Obvious point number one: The adjustment process that brings the US external deficit down could be smooth, or not-so-smooth.   We don't know. 

No country as big as the US has run a deficit this large for a sustained period of time off an export base as small as that of the US. New York Federal Reserve President Geithner

"The plausible outcomes range from the gradual and benign to the more precipitous and damaging"

Obvious point number two: Even if modern financial technology and greater cross-border capital flows allow "greater dispersion" of current account deficits and surpluses globally, a US trade and transfers deficit of 7% is not sustainable forever.

A 7% of GDP trade and transfers deficit implies a rising level of net indebtedness, rising net interest payments and a rising current account deficit.

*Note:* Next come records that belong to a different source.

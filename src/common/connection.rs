//! # TCP Connection Abstraction
//!
//! Provides a wrapper around TCP streams with frame-level message framing. It
//! is used for both the signal-server protocol and the direct peer link.
//!
//! ## Wire Protocol
//!
//! Frames are sent with a 4-byte length prefix (big-endian) followed by JSON data:
//! ```text
//! [4 bytes: frame length] [N bytes: JSON payload]
//! ```

use anyhow::Result;
use log::error;
use serde::de::DeserializeOwned;
use serde::Serialize;
use tokio::io::{AsyncRead, AsyncReadExt, AsyncWrite, AsyncWriteExt};
use tokio::net::tcp::{OwnedReadHalf, OwnedWriteHalf};
use tokio::net::TcpStream;

/// Maximum allowed frame size (1MB). Match traffic is a few hundred bytes.
const MAX_FRAME_SIZE: usize = 1024 * 1024;

/// Read one frame from `reader`.
///
/// # Returns
/// - `Ok(Some(bytes))`: a complete frame
/// - `Ok(None)`: the peer closed the stream, or announced an oversized frame
/// - `Err`: I/O error in the middle of a frame
async fn read_frame_from<R>(reader: &mut R) -> Result<Option<Vec<u8>>>
where
    R: AsyncRead + Unpin,
{
    let mut length_buf = [0u8; 4];

    match reader.read_exact(&mut length_buf).await {
        Ok(_) => {
            let length = u32::from_be_bytes(length_buf) as usize;

            if length > MAX_FRAME_SIZE {
                error!(
                    "❌ Frame too large: {} bytes (max: {} bytes)",
                    length, MAX_FRAME_SIZE
                );
                return Ok(None);
            }

            let mut data = vec![0u8; length];
            reader.read_exact(&mut data).await?;
            Ok(Some(data))
        }
        Err(_) => Ok(None), // Connection closed cleanly
    }
}

/// Write one frame to `writer` and flush it.
async fn write_frame_to<W>(writer: &mut W, data: &[u8]) -> Result<()>
where
    W: AsyncWrite + Unpin,
{
    let length = data.len() as u32;

    writer.write_all(&length.to_be_bytes()).await?;
    writer.write_all(data).await?;
    writer.flush().await?;

    Ok(())
}

/// TCP connection wrapper with framing support.
pub struct Connection {
    /// Underlying TCP stream
    stream: TcpStream,
}

impl Connection {
    /// Create a new Connection from an existing TCP stream.
    ///
    /// # Example
    /// ```ignore
    /// let stream = TcpStream::connect("127.0.0.1:9470").await?;
    /// let mut conn = Connection::new(stream);
    /// ```
    pub fn new(stream: TcpStream) -> Self {
        Self { stream }
    }

    pub async fn read_frame(&mut self) -> Result<Option<Vec<u8>>> {
        read_frame_from(&mut self.stream).await
    }

    pub async fn write_frame(&mut self, data: &[u8]) -> Result<()> {
        write_frame_to(&mut self.stream, data).await
    }

    /// Read a frame and deserialize it.
    ///
    /// Returns `Ok(None)` when the connection closed or the frame did not
    /// deserialize into `T`.
    pub async fn read_json<T: DeserializeOwned>(&mut self) -> Result<Option<T>> {
        match self.read_frame().await? {
            Some(data) => match serde_json::from_slice(&data) {
                Ok(msg) => Ok(Some(msg)),
                Err(e) => {
                    error!("❌ Failed to deserialize frame: {}", e);
                    Ok(None)
                }
            },
            None => Ok(None),
        }
    }

    pub async fn write_json<T: Serialize>(&mut self, message: &T) -> Result<()> {
        let data = serde_json::to_vec(message)?;
        self.write_frame(&data).await
    }

    /// Split into independently owned read and write halves.
    pub fn into_split(self) -> (FrameReader, FrameWriter) {
        let (read, write) = self.stream.into_split();
        (FrameReader { half: read }, FrameWriter { half: write })
    }
}

/// Read half of a split [`Connection`].
pub struct FrameReader {
    half: OwnedReadHalf,
}

impl FrameReader {
    pub async fn read_frame(&mut self) -> Result<Option<Vec<u8>>> {
        read_frame_from(&mut self.half).await
    }
}

/// Write half of a split [`Connection`].
pub struct FrameWriter {
    half: OwnedWriteHalf,
}

impl FrameWriter {
    pub async fn write_frame(&mut self, data: &[u8]) -> Result<()> {
        write_frame_to(&mut self.half, data).await
    }
}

However, it is not difficult to see that if the deficit continues to run at a level close to 7 percent of GDP—and most forecasts assume it will for some time—the net international investment position of the United States will deteriorate sharply, U.S. net obligations to the rest of the world will rise to a very substantial share of GDP, and a growing share of U.S. income will have to go to service those obligations. This fact alone suggests that something will have to give eventually, and this raises the interesting question of how these imbalances have persisted on a path that seems unsustainable with so little evidence of rising risk premia. 

I suspect Geithner read Higgins, Klitgaard and Tille, among others. 

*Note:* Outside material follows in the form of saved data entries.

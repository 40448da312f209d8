//! # Signal Server
//!
//! Rendezvous point for hosts and joiners. It answers two questions only:
//! "may I have this name?" and "where is this name?". Game traffic never
//! passes through it.
//!
//! A registration lives exactly as long as the TCP connection that made it;
//! when the hosting peer tears down (or crashes), the name is free again.

use anyhow::Result;
use log::{debug, error, info, warn};
use std::net::SocketAddr;
use std::sync::Arc;
use tokio::net::{TcpListener, TcpStream};
use tokio::task::JoinHandle;
use uuid::Uuid;

use super::directory::Directory;
use super::protocol::{SignalRequest, SignalResponse};
use crate::common::connection::Connection;

/// The signal server and its name directory.
pub struct SignalServer {
    directory: Arc<Directory>,
}

impl Default for SignalServer {
    fn default() -> Self {
        Self::new()
    }
}

impl SignalServer {
    pub fn new() -> Self {
        Self {
            directory: Arc::new(Directory::new()),
        }
    }

    pub fn directory(&self) -> Arc<Directory> {
        self.directory.clone()
    }

    /// Bind `listen` and serve in a background task.
    ///
    /// Returns the bound address (useful with port 0) and the serving task.
    ///
    /// # Example
    /// ```ignore
    /// let (addr, handle) = SignalServer::new().start("127.0.0.1:0").await?;
    /// ```
    pub async fn start(self, listen: &str) -> Result<(SocketAddr, JoinHandle<()>)> {
        let listener = TcpListener::bind(listen).await?;
        let addr = listener.local_addr()?;
        info!("📡 Signal server listening on {}", addr);

        let handle = tokio::spawn(async move {
            self.serve(listener).await;
        });
        Ok((addr, handle))
    }

    /// Accept connections forever.
    pub async fn serve(&self, listener: TcpListener) {
        loop {
            match listener.accept().await {
                Ok((socket, addr)) => {
                    debug!("🔗 Accepted connection from {}", addr);
                    let directory = self.directory.clone();
                    tokio::spawn(async move {
                        handle_connection(directory, socket, addr).await;
                    });
                }
                Err(e) => error!("❌ Accept error: {}", e),
            }
        }
    }
}

/// Serve one peer connection until it closes, then drop its registrations.
async fn handle_connection(directory: Arc<Directory>, socket: TcpStream, addr: SocketAddr) {
    let mut conn = Connection::new(socket);
    let mut held: Vec<(String, Uuid)> = Vec::new();

    loop {
        match conn.read_json::<SignalRequest>().await {
            Ok(Some(request)) => {
                let response = handle_request(&directory, request, addr, &mut held).await;
                if let Err(e) = conn.write_json(&response).await {
                    warn!("⚠️  Failed to answer {}: {}", addr, e);
                    break;
                }
            }
            Ok(None) => {
                debug!("🔌 Connection from {} closed", addr);
                break;
            }
            Err(e) => {
                error!("❌ Error reading from {}: {}", addr, e);
                break;
            }
        }
    }

    for (name, lease) in held {
        if let Some(registration) = directory.release(&name, lease).await {
            let held_for = chrono::Utc::now().timestamp() - registration.registered_at;
            info!("👋 Released {} after {}s", name, held_for);
        }
    }
}

async fn handle_request(
    directory: &Directory,
    request: SignalRequest,
    addr: SocketAddr,
    held: &mut Vec<(String, Uuid)>,
) -> SignalResponse {
    match request {
        SignalRequest::Register { name, port } => {
            let endpoint = SocketAddr::new(addr.ip(), port).to_string();
            match directory.register(&name, endpoint.clone()).await {
                Some(lease) => {
                    info!("✅ {} registered at {}", name, endpoint);
                    held.push((name, lease));
                    SignalResponse::Registered { lease }
                }
                None => {
                    info!("⛔ {} already taken", name);
                    SignalResponse::Taken
                }
            }
        }
        SignalRequest::Lookup { name } => match directory.lookup(&name).await {
            Some(endpoint) => SignalResponse::Found { endpoint },
            None => {
                debug!("🔍 {} not found", name);
                SignalResponse::NotFound
            }
        },
    }
}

Obvious point number three: Not all capital flowing into the US comes from private market actors.  Geithner:

… these capital inflows into the United States, however, are not solely the result of the decisions of private actors, but reflect official intervention by countries with exchange rate regimes tied to the dollar, including those in Asia and the major oil exporters.

Research at the Federal Reserve and outside suggests the scale of foreign official accumulation of U.S. assets has put downward pressure on U.S. interest rates, with estimates of the effect ranging from small to quite significant. If this is right, the apparent reduction in real rates is less likely to signal concern over expectations of future growth and future returns on investment, and is more likely to signal the special consequences of these exchange rate arrangements and their effects on private behavior, as well as the increase in international capital mobility.

Well said.

One observation in the Financial Times: the currency of a country with a trade and transfers/ current account deficit of 7% of GDP is no longer an obvious safe haven in times of rising geopolitical stress and market risk aversion.  

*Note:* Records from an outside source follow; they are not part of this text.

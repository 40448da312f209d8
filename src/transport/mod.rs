//! # Peer Transport
//!
//! The capability the session is built on: register a named identity, open a
//! link to another name, accept links to our own name, and move opaque
//! payloads over open links.
//!
//! Every operation returns immediately. Outcomes arrive later as
//! [`TransportEvent`]s which the owner drains with [`Transport::poll_event`]
//! from its frame loop, so nothing here ever blocks the caller.
//!
//! ## Implementations
//!
//! - [`memory`]: in-process network for tests and offline demos
//! - [`tcp`]: direct TCP links with name lookup through a signal server

pub mod memory;
pub mod tcp;

use std::fmt;
use thiserror::Error;

pub use memory::{MemoryNetwork, MemoryTransport};
pub use tcp::TcpTransport;

/// Handle of one link (established or pending) owned by a transport.
#[derive(Debug, Clone, Copy, PartialEq, Eq, Hash, PartialOrd, Ord)]
pub struct LinkId(pub u64);

impl fmt::Display for LinkId {
    fn fmt(&self, f: &mut fmt::Formatter<'_>) -> fmt::Result {
        write!(f, "link#{}", self.0)
    }
}

/// Options for an outbound link.
#[derive(Debug, Clone, Copy, Default, PartialEq, Eq)]
pub struct ConnectOptions {
    /// Ask for ordered, retransmitted delivery. Callers must not rely on it.
    pub reliable: bool,
}

/// Failure classes reported by a transport.
#[derive(Debug, Clone, PartialEq, Eq, Error)]
pub enum TransportError {
    /// The requested identity is already registered by someone else
    #[error("identity already in use")]
    UnavailableId,
    /// The remote name is not registered or cannot be reached
    #[error("peer {0} unavailable")]
    PeerUnavailable(String),
    /// The transport itself cannot reach the network
    #[error("network error: {0}")]
    Network(String),
    #[error("{0}")]
    Other(String),
}

/// Asynchronous notifications produced by a transport.
#[derive(Debug, Clone, PartialEq)]
pub enum TransportEvent {
    /// `register(name)` succeeded
    Registered { name: String },
    /// `register(name)` failed
    RegisterFailed { name: String, error: TransportError },
    /// A remote peer opened a link to our identity
    Incoming { link: LinkId },
    /// A link (incoming or outgoing) is ready for data
    Open { link: LinkId },
    /// A payload arrived on a link
    Data { link: LinkId, payload: Vec<u8> },
    /// A link closed (either side)
    Closed { link: LinkId },
    /// An outbound link could not be established
    ConnectFailed { link: LinkId, error: TransportError },
    /// A link-level error that did not close it
    LinkError { link: LinkId, error: TransportError },
    /// An error not tied to a link, e.g. the identity was lost
    Error(TransportError),
}

/// Non-blocking peer transport.
pub trait Transport {
    /// Start registering `name` as our identity.
    fn register(&mut self, name: &str);

    /// Start opening a link to `remote`. The returned id is reported by later
    /// `Open`, `ConnectFailed` or `Closed` events.
    fn connect(&mut self, remote: &str, options: ConnectOptions) -> LinkId;

    /// Hand a payload to an open link.
    fn send(&mut self, link: LinkId, payload: Vec<u8>) -> Result<(), TransportError>;

    fn is_open(&self, link: LinkId) -> bool;

    /// Close a link. Closing an unknown or closed link does nothing.
    fn close(&mut self, link: LinkId);

    /// Release the registered identity, close every link and forget queued
    /// events. Safe to call repeatedly.
    fn destroy(&mut self);

    /// Next queued event, if any.
    fn poll_event(&mut self) -> Option<TransportEvent>;
}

On Monday, UBS' risk index rose to its highest level for several months, a trend that tends to support "safe haven" currencies such as the Swiss franc and euro, but undermine the US dollar.
The argument that the dollar is no longer an obvious safe haven is neither conventional wisdom nor obvious now, but it may become conventional wisdom over time.   We will see.

Full disclosure: I worked for Mr. Geithner at both the Treasury and the IMF.

Opinions expressed on CFR blogs are solely those of the author or commenter, not of CFR, which takes no institutional positions.


  • Posted by DF

    The obvious dire reality or a self deserving myth, which would you like to have before going to sleep ?

    Who said, G. Bush is not exactly a member of the fact based reality ?

    Who are the proud members of the fact based realities ? Certainly not those who believe in a US goldilock economy.

  • Posted by Rusty

    “Downward pressure on interest rates”–yes, it has.
    And if the dollar falls, which it must in time, what happens to interest rates then? Up up, I suspect.

  • Posted by Guest

    “One observation in the Financial Times: the currency of a country with a trade and transfers/ current account deficit of 7% of GDP is no longer an obvious safe haven in times of rising geopolitical stress and market risk aversion.”

    In the winter of 1932 when America stood on the brink of disaster and Britain had her own grave problems, what was the currency of choice for the very wealthy around the world? Does anyone know?

  • Posted by Gcs


    “No country as big as the US has run a deficit this large for a sustained period of time off an export base as small as that of the US”

    true if you stay this side of 1946

    but go back with me

    to the interwar period

    and you’ll find to candidates britain and germany
    in the 1930′s

    the schact system


    the sterling zone( plus imperial preference )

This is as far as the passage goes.